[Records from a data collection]
=-=-=-=-=

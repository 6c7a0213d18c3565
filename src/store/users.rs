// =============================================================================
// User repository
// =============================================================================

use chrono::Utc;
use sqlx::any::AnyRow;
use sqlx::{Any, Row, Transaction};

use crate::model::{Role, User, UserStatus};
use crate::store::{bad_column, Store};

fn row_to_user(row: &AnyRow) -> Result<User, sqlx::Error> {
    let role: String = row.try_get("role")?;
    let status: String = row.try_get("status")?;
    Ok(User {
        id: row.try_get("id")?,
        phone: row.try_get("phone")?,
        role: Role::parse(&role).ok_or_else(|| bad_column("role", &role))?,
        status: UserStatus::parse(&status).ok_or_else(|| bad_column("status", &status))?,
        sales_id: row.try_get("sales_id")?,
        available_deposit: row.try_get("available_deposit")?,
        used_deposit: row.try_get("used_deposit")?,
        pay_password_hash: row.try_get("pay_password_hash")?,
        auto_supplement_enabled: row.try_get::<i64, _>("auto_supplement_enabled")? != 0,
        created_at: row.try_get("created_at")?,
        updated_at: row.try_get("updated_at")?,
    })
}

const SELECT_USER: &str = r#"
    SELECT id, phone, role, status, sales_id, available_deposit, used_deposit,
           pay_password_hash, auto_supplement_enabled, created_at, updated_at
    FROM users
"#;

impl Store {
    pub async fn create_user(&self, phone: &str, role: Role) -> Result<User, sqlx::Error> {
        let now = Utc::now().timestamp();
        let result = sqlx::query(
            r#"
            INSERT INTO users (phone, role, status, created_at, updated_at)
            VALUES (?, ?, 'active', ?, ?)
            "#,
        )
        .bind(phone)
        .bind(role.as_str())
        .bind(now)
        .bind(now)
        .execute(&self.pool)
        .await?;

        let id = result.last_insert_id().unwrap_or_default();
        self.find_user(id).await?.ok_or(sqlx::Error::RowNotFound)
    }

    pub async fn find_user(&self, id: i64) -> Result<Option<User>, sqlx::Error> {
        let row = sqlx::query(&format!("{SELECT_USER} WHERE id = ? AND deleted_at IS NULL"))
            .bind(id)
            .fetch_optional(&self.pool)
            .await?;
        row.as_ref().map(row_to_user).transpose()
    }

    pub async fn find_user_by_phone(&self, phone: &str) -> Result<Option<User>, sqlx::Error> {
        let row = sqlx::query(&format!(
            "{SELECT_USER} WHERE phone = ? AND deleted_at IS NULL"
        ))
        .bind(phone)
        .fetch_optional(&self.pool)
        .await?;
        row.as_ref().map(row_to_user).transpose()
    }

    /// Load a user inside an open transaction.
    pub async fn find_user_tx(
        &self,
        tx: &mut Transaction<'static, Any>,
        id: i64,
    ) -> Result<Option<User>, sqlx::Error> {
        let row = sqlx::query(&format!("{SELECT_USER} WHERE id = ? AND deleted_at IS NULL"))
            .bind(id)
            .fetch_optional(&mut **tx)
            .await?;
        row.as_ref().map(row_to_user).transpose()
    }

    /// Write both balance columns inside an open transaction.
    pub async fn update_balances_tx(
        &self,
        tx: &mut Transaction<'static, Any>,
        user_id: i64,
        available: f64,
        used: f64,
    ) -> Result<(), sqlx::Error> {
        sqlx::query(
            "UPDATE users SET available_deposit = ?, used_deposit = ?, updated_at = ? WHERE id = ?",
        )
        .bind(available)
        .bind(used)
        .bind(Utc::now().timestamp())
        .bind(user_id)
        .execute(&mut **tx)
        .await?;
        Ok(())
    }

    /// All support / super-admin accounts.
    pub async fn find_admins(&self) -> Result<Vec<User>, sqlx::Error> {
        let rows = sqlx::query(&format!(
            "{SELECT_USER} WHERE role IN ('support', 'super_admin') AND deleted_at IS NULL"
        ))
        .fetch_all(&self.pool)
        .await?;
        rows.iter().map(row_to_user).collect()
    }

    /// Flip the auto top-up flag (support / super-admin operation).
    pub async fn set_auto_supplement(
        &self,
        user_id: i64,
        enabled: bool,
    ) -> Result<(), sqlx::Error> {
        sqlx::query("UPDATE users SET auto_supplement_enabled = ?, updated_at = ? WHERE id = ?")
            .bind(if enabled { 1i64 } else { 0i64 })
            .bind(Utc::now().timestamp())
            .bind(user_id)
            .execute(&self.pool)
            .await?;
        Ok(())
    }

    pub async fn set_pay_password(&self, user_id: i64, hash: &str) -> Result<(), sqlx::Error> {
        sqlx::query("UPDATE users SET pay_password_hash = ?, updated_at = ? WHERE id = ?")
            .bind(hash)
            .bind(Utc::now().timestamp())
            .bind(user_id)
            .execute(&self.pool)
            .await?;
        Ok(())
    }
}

=-=-=-=-=

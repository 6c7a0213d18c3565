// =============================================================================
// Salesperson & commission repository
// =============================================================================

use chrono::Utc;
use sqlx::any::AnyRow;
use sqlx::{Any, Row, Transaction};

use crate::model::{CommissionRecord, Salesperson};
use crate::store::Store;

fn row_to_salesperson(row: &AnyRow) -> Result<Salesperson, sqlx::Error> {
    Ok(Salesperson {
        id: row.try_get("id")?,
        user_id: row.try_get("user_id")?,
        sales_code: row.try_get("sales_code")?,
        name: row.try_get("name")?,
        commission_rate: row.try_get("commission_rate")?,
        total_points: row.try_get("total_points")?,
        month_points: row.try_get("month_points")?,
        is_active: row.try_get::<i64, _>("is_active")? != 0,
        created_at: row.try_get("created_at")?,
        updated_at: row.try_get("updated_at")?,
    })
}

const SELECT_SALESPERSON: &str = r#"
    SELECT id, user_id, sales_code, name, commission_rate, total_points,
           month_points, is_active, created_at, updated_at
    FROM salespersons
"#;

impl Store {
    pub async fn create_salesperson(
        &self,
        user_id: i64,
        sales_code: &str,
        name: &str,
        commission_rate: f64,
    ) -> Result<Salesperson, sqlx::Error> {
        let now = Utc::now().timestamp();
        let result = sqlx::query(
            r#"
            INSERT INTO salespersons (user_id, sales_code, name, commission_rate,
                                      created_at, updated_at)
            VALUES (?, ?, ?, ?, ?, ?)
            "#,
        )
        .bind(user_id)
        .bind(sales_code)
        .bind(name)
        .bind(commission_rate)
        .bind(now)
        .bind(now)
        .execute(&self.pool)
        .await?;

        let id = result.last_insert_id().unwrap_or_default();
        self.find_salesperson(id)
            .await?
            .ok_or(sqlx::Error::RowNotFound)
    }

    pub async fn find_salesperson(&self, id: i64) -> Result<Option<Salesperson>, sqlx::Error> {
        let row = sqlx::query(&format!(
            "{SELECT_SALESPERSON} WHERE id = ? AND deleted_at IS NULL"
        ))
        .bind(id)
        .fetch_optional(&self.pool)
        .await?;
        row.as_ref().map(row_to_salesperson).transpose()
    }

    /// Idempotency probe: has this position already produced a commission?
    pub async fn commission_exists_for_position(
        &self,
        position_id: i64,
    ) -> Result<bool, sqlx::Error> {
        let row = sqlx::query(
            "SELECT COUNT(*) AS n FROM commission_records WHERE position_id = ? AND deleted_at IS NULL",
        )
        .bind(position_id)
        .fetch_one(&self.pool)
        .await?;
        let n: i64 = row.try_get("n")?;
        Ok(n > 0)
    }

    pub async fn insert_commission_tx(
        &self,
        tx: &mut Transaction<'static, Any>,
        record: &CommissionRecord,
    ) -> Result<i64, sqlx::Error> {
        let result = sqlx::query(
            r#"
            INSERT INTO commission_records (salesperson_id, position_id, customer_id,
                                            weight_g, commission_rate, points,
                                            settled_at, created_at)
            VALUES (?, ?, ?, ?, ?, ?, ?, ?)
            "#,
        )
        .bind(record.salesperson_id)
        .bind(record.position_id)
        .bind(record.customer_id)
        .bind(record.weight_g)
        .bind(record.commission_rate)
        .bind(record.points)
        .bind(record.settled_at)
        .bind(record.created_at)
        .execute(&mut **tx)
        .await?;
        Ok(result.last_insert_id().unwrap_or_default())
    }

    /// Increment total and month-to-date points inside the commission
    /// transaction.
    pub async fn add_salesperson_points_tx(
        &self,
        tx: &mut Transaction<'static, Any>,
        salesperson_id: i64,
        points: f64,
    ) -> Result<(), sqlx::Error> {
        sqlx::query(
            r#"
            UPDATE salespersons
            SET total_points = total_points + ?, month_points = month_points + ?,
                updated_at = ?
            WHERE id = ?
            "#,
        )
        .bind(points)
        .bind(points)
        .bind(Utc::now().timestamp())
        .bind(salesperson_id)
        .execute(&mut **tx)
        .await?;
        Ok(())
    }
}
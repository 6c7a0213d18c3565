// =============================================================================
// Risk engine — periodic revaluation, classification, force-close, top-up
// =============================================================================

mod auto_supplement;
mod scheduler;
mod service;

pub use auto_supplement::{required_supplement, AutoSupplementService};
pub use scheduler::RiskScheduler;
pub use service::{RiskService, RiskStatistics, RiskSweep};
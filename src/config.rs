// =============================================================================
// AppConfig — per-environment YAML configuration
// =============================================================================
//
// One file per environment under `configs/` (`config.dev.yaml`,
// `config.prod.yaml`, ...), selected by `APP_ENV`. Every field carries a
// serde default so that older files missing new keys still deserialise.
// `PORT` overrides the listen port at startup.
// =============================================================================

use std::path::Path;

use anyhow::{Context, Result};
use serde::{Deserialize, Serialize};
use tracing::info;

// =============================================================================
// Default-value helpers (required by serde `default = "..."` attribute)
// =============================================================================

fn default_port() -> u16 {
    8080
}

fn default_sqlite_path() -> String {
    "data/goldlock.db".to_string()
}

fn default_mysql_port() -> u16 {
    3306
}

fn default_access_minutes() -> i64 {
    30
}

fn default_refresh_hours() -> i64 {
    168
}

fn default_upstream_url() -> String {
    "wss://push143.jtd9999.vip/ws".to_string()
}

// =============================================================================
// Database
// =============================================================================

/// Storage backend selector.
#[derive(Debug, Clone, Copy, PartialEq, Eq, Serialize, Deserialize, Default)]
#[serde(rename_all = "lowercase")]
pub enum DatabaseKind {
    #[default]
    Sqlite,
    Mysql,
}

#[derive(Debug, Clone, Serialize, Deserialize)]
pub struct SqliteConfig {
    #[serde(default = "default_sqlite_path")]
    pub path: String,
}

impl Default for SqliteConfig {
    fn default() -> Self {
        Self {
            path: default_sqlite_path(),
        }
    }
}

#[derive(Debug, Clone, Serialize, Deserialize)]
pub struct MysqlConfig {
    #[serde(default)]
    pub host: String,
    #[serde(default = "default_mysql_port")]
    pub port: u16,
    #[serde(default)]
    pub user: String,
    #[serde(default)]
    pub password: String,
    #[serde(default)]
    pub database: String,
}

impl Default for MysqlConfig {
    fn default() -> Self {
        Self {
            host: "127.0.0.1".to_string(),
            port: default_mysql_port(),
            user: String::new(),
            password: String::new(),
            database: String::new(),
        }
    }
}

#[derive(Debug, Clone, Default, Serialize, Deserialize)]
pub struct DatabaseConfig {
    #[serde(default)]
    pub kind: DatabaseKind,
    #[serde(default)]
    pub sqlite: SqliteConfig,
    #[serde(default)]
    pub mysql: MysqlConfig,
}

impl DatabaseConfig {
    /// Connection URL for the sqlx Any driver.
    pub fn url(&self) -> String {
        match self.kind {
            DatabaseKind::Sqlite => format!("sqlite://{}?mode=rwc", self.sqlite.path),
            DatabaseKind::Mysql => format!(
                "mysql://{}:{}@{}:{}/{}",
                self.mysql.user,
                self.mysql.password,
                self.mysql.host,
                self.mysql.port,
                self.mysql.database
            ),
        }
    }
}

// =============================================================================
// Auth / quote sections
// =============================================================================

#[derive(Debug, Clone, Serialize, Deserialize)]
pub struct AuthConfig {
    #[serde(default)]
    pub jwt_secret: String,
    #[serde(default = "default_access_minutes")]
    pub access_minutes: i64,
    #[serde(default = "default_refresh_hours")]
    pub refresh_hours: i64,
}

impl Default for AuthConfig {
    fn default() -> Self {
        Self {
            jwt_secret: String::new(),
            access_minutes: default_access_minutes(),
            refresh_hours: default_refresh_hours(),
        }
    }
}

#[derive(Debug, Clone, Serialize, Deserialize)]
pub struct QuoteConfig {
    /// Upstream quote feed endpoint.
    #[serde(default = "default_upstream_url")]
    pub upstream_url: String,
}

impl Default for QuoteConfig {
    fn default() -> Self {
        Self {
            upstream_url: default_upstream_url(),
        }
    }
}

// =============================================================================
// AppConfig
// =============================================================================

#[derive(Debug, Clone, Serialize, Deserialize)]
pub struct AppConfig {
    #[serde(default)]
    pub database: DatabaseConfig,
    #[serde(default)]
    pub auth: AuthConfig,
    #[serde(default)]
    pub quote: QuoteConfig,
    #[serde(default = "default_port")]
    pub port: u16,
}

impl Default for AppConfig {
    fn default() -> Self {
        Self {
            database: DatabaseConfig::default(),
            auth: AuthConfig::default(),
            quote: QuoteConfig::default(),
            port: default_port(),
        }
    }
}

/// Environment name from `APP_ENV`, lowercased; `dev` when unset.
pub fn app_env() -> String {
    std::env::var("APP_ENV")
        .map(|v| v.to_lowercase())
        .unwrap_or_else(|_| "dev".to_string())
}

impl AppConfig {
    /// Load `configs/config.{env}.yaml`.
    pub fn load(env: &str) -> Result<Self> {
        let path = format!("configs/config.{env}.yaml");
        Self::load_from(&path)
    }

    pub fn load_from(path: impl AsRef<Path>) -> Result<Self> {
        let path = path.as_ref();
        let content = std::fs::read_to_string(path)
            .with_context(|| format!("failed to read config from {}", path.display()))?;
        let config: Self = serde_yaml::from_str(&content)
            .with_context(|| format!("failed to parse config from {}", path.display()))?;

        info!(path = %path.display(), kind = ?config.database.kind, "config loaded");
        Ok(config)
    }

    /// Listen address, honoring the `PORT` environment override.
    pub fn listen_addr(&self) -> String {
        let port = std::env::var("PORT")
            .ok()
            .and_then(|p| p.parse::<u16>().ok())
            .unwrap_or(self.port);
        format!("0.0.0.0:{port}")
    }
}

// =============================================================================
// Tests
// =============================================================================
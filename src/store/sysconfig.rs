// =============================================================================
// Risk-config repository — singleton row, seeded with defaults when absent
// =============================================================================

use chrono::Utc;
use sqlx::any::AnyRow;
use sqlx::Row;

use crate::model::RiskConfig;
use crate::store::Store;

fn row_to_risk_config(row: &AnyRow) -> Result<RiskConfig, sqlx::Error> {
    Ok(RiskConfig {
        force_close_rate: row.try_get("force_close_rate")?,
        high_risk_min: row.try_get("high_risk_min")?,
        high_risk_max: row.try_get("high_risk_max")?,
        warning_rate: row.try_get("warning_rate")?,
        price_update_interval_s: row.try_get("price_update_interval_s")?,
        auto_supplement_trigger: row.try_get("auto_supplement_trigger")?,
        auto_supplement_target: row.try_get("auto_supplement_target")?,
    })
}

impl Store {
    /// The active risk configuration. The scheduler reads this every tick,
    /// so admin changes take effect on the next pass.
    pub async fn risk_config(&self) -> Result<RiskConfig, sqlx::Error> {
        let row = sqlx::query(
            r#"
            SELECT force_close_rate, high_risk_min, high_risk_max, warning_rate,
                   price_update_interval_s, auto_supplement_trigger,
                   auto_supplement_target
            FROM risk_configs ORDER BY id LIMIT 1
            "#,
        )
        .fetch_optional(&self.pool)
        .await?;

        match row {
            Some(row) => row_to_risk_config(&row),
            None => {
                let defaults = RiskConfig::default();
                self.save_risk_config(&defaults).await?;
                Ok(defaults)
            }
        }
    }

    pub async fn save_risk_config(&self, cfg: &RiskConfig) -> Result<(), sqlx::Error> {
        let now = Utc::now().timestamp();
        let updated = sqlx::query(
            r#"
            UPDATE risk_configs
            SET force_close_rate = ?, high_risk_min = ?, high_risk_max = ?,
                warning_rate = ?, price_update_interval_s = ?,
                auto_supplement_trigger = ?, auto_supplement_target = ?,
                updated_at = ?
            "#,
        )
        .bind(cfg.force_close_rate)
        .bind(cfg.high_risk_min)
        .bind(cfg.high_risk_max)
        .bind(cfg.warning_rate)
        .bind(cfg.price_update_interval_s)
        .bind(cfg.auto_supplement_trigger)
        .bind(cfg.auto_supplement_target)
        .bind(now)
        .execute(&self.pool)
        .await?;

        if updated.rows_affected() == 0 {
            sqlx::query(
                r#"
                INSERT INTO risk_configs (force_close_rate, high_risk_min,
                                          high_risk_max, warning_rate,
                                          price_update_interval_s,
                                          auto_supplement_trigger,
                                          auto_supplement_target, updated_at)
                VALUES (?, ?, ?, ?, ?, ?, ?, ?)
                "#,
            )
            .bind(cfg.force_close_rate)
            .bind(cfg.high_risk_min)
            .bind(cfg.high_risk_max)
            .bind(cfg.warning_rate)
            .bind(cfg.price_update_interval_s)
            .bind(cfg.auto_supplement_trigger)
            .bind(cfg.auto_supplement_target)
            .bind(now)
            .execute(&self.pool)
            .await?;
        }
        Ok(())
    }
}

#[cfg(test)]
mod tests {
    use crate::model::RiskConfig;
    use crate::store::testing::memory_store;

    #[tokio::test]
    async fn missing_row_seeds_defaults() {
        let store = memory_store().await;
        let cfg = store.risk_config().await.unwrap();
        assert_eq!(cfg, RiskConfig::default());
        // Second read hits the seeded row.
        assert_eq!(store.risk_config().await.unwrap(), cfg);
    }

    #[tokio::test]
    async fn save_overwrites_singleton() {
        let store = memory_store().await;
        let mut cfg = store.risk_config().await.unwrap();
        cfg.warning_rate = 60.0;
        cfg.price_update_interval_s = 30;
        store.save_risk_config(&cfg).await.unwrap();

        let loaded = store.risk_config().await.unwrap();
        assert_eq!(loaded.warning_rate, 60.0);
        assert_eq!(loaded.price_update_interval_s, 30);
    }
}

=-=-=-=-=

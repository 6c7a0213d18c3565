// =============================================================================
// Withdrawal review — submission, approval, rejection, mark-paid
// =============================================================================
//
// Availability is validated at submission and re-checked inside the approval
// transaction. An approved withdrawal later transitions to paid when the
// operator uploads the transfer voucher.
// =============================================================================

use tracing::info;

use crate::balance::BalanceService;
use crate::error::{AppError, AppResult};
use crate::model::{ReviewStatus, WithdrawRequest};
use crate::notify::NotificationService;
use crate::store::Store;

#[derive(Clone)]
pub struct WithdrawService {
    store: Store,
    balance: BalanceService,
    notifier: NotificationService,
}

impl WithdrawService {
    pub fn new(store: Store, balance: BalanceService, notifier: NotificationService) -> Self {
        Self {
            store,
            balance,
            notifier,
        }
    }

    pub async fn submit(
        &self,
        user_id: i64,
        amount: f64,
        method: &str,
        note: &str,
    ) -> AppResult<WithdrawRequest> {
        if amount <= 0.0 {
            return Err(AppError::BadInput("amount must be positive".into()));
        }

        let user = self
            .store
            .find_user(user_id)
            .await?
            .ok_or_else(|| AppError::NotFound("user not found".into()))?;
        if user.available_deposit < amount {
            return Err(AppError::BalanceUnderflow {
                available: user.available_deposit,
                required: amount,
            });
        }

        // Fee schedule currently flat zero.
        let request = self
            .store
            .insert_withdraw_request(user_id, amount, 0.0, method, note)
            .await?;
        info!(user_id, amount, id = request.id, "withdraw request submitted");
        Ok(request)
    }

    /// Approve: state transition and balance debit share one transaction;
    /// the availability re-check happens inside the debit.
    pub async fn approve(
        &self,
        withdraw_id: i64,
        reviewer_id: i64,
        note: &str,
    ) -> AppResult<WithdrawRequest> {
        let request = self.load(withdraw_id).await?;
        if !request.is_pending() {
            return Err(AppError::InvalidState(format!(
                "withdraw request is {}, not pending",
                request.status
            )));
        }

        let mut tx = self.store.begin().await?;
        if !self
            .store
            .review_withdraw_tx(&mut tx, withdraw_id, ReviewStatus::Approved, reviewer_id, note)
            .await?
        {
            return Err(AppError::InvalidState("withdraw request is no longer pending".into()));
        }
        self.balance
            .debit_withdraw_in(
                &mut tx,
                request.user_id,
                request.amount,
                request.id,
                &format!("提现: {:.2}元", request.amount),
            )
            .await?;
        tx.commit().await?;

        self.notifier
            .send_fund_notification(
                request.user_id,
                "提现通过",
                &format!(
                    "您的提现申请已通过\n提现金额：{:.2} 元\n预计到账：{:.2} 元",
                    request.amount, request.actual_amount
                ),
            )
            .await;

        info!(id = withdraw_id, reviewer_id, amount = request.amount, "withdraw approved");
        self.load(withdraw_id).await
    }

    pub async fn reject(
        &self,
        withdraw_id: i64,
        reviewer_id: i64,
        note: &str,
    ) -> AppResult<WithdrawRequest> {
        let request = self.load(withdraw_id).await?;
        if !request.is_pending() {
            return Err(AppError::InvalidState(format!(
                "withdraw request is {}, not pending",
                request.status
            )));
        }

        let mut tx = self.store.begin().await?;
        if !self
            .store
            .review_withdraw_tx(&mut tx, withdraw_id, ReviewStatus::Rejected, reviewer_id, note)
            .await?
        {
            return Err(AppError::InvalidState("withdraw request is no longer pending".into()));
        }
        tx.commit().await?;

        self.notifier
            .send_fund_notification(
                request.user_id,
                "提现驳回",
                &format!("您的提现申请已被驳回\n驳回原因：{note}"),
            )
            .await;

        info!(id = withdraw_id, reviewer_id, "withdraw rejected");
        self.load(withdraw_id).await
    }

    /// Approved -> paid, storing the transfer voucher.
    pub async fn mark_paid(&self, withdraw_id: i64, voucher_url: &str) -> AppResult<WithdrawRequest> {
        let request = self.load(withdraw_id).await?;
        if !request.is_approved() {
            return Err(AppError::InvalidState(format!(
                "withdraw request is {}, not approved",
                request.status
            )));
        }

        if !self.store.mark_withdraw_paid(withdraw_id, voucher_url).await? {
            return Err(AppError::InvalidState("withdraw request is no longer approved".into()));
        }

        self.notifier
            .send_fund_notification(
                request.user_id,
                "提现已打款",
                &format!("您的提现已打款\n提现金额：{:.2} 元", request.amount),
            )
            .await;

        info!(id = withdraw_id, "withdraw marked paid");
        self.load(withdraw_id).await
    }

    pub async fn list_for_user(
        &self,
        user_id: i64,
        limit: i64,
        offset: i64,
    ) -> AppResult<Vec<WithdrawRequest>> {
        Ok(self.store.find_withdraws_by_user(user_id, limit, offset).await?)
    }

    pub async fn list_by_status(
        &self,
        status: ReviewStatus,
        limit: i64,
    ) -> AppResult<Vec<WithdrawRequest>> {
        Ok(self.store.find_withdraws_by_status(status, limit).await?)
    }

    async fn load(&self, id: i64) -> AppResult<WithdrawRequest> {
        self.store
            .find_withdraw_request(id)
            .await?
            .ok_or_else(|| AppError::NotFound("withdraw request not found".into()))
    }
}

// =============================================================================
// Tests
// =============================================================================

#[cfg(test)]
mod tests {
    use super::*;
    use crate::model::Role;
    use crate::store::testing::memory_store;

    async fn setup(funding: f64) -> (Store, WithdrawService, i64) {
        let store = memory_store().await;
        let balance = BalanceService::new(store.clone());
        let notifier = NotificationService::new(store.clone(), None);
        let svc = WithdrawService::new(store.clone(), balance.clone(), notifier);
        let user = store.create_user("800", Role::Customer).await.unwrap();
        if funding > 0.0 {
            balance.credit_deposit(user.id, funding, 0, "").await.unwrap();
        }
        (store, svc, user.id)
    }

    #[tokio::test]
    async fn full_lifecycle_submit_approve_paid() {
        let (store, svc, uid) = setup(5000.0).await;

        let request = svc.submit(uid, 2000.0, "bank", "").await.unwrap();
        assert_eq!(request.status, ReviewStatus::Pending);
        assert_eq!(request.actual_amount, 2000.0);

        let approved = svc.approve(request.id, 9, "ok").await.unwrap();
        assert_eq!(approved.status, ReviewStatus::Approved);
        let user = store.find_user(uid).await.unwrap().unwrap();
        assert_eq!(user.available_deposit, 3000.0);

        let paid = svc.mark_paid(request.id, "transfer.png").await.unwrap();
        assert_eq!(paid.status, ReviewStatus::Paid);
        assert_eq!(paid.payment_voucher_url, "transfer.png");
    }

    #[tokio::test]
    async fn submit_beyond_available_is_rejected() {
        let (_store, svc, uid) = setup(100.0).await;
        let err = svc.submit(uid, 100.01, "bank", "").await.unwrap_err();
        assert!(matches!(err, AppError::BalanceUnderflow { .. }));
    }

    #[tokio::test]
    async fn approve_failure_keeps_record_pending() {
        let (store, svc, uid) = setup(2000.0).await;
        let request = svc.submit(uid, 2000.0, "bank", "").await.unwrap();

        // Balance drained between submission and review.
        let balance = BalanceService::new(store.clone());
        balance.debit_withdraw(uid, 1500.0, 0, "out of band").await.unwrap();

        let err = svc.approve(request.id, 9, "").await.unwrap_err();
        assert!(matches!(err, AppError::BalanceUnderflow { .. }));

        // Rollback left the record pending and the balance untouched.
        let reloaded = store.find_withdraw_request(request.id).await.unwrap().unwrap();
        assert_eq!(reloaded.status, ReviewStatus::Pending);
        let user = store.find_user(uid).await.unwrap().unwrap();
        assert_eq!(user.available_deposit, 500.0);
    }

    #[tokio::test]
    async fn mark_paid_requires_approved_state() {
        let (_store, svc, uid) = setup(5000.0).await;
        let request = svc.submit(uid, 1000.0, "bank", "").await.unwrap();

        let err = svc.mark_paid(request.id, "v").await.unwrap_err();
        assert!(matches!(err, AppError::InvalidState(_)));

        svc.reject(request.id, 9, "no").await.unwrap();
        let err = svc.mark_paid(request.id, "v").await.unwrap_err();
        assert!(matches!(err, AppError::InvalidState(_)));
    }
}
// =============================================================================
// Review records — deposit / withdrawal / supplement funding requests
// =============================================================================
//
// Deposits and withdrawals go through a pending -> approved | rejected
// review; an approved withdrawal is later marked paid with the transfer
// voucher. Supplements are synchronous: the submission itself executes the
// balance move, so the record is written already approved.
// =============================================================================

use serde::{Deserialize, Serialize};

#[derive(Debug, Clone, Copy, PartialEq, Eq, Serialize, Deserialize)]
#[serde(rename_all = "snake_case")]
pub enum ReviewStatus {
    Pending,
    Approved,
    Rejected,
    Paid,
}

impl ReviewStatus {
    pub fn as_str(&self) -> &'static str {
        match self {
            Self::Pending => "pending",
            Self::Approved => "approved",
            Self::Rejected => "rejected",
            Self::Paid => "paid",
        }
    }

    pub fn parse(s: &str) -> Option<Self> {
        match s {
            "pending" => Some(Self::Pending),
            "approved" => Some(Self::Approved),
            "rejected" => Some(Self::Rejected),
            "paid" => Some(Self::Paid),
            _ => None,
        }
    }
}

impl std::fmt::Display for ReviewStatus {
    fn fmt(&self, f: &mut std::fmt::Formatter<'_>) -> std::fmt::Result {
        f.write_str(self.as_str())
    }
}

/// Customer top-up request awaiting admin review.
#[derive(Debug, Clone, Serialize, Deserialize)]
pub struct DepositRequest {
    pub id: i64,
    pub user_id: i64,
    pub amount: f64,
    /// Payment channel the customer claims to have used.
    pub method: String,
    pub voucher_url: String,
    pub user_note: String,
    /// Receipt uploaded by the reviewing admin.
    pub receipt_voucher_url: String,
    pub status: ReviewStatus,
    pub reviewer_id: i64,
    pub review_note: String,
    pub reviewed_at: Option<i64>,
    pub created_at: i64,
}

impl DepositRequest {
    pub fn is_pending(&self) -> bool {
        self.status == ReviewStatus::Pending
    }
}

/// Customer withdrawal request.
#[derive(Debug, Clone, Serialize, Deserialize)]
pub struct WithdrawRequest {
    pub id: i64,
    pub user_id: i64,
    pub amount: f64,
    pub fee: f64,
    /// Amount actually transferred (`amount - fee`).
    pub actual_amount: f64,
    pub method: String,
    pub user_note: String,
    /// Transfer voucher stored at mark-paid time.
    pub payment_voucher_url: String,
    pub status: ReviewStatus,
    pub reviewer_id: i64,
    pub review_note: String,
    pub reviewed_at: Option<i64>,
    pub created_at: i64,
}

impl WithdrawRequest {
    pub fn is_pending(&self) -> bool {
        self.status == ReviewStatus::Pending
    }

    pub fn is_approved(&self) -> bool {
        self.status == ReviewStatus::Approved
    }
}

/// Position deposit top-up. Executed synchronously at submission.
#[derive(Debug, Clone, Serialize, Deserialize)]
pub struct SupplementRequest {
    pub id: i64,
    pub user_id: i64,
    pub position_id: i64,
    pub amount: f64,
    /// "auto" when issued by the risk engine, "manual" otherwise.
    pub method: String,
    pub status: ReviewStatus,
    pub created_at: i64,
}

=-=-=-=-=

_The problem:_
All lines above that hold the string "RiskConfig" should be copied.

_Problem solution:_
use crate::model::RiskConfig;
fn row_to_risk_config(row: &AnyRow) -> Result<RiskConfig, sqlx::Error> {
    Ok(RiskConfig {
    pub async fn risk_config(&self) -> Result<RiskConfig, sqlx::Error> {
                let defaults = RiskConfig::default();
    pub async fn save_risk_config(&self, cfg: &RiskConfig) -> Result<(), sqlx::Error> {
    use crate::model::RiskConfig;
        assert_eq!(cfg, RiskConfig::default());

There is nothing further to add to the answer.